An adaptation of Pirandello's Six Characters in Search of an Author.

Description (in original language)

6 avatars en quête d'auteur est une création inscrite à la fois dans une démarche artistique et universitaire. Elle est le fruit de la collaboration de Daniel Bouillot et de ses étudiants : Yannick Berthier, Claire Bonaventure et Christel Cerruti. Cette œuvre pose de manière aiguë le rapport problématique entre la narration interactive et le texte, en mettant en scène des avatars à la recherche d’un texte à jouer.
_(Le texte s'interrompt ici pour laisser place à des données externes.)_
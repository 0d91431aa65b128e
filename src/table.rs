use crate::{
    api::Warning,
    bpmn::ElementType,
    diagram::{Diagram, Lane, ProcessElement},
};
use std::collections::HashSet;

const DEFAULT_PROCESS_NAME: &str = "Process Name";
const DEFAULT_ROLE: &str = "Actor";

/// One task in the process table.
#[derive(Debug, Clone, PartialEq, Eq)]
pub struct ProcessTableRow {
    /// `<lane>.<task>`, both counted from 1.
    pub step_seq: String,
    pub process_name: String,
    pub task: String,
    /// BPMN has no procedure text, so this repeats the task name.
    pub procedure: String,
    /// Always empty. Nothing in BPMN feeds it.
    pub tools_references: String,
    pub role: String,
}

/// Tasks grouped by lane, lanes ordered top to bottom as drawn.
#[derive(Debug, Clone, Default, PartialEq)]
pub struct ProcessTable {
    process_name: String,
    rows: Vec<ProcessTableRow>,
    warnings: Vec<Warning>,
}

impl ProcessTable {
    pub fn build(diagram: &Diagram) -> Self {
        let mut warnings = Vec::new();
        let process_name = process_name(diagram);

        let mut lanes: Vec<(&Lane, f64)> = diagram
            .lanes()
            .iter()
            .map(|lane| {
                let y = diagram.element(&lane.id).map(|shape| shape.y);
                if y.is_none() {
                    warnings.push(Warning::LaneWithoutShape {
                        lane: lane.id.clone(),
                    });
                }
                (lane, y.unwrap_or_default())
            })
            .collect();
        // Stable, so lanes at the same height keep document order.
        lanes.sort_by(|(_, a), (_, b)| a.total_cmp(b));

        let mut rows = Vec::new();
        for (lane_index, (lane, _)) in lanes.iter().enumerate() {
            let role = if lane.name.trim().is_empty() {
                DEFAULT_ROLE
            } else {
                lane.name.as_str()
            };

            let tasks = diagram
                .elements()
                .iter()
                .filter(|element| is_task(element) && lane.elements.contains(&element.id));
            for (task_index, task) in tasks.enumerate() {
                rows.push(ProcessTableRow {
                    step_seq: format!("{}.{}", lane_index + 1, task_index + 1),
                    process_name: process_name.clone(),
                    task: task.name.clone(),
                    procedure: task.name.clone(),
                    tools_references: String::new(),
                    role: role.into(),
                });
            }
        }

        warnings.extend(membership_warnings(diagram));
        for warning in &warnings {
            log::warn!("{warning}");
        }

        Self {
            process_name,
            rows,
            warnings,
        }
    }

    pub fn process_name(&self) -> &str {
        &self.process_name
    }

    pub fn rows(&self) -> &[ProcessTableRow] {
        &self.rows
    }

    pub fn warnings(&self) -> &[Warning] {
        &self.warnings
    }

    pub(crate) fn into_warnings(self) -> Vec<Warning> {
        self.warnings
    }
}

impl From<&Diagram> for ProcessTable {
    fn from(diagram: &Diagram) -> Self {
        ProcessTable::build(diagram)
    }
}

fn is_task(element: &ProcessElement) -> bool {
    element.element_type == ElementType::Task
}

// First participant, then first lane, then a fixed placeholder.
fn process_name(diagram: &Diagram) -> String {
    let participant = diagram
        .elements()
        .iter()
        .find(|element| element.element_type == ElementType::Participant)
        .map(|participant| participant.name.as_str());
    let lane = diagram.lanes().first().map(|lane| lane.name.as_str());

    [participant, lane]
        .into_iter()
        .flatten()
        .find(|name| !name.trim().is_empty())
        .unwrap_or(DEFAULT_PROCESS_NAME)
        .to_string()
}

fn membership_warnings(diagram: &Diagram) -> Vec<Warning> {
    let members: HashSet<&str> = diagram
        .lanes()
        .iter()
        .flat_map(|lane| lane.elements.iter().map(String::as_str))
        .collect();
    let known: HashSet<&str> = diagram.elements().iter().map(|e| e.id.as_str()).collect();
    let known = &known;

    let orphans = diagram
        .elements()
        .iter()
        .filter(|element| is_task(element) && !members.contains(element.id.as_str()))
        .map(|task| Warning::OrphanTask {
            id: task.id.clone(),
            name: task.name.clone(),
        });
    let dangling = diagram.lanes().iter().flat_map(|lane| {
        lane.elements
            .iter()
            .filter(move |id| !known.contains(id.as_str()))
            .map(move |id| Warning::DanglingMembership {
                lane: lane.id.clone(),
                element: id.clone(),
            })
    });
    orphans.chain(dangling).collect()
}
Bouillot réinterprète ainsi la célèbre pièce de Pirandello à l’ère du numérique, offrant aux internautes des scénettes interactives, librement inspirées des grands auteurs (Shakespeare, Beckett, Camus, etc.). Ainsi Le Mythe de Sysiphe de Camus est adapté en Shoot them up, ou encore Rhinocéros de Ionesco en questionnaire à choix multiples interactif. On retrouve six avatars/acteurs, dans 24 scènes se référant à 24 exergues de 24 grands auteurs, à travers des simulations 3D plus ou moins interactives.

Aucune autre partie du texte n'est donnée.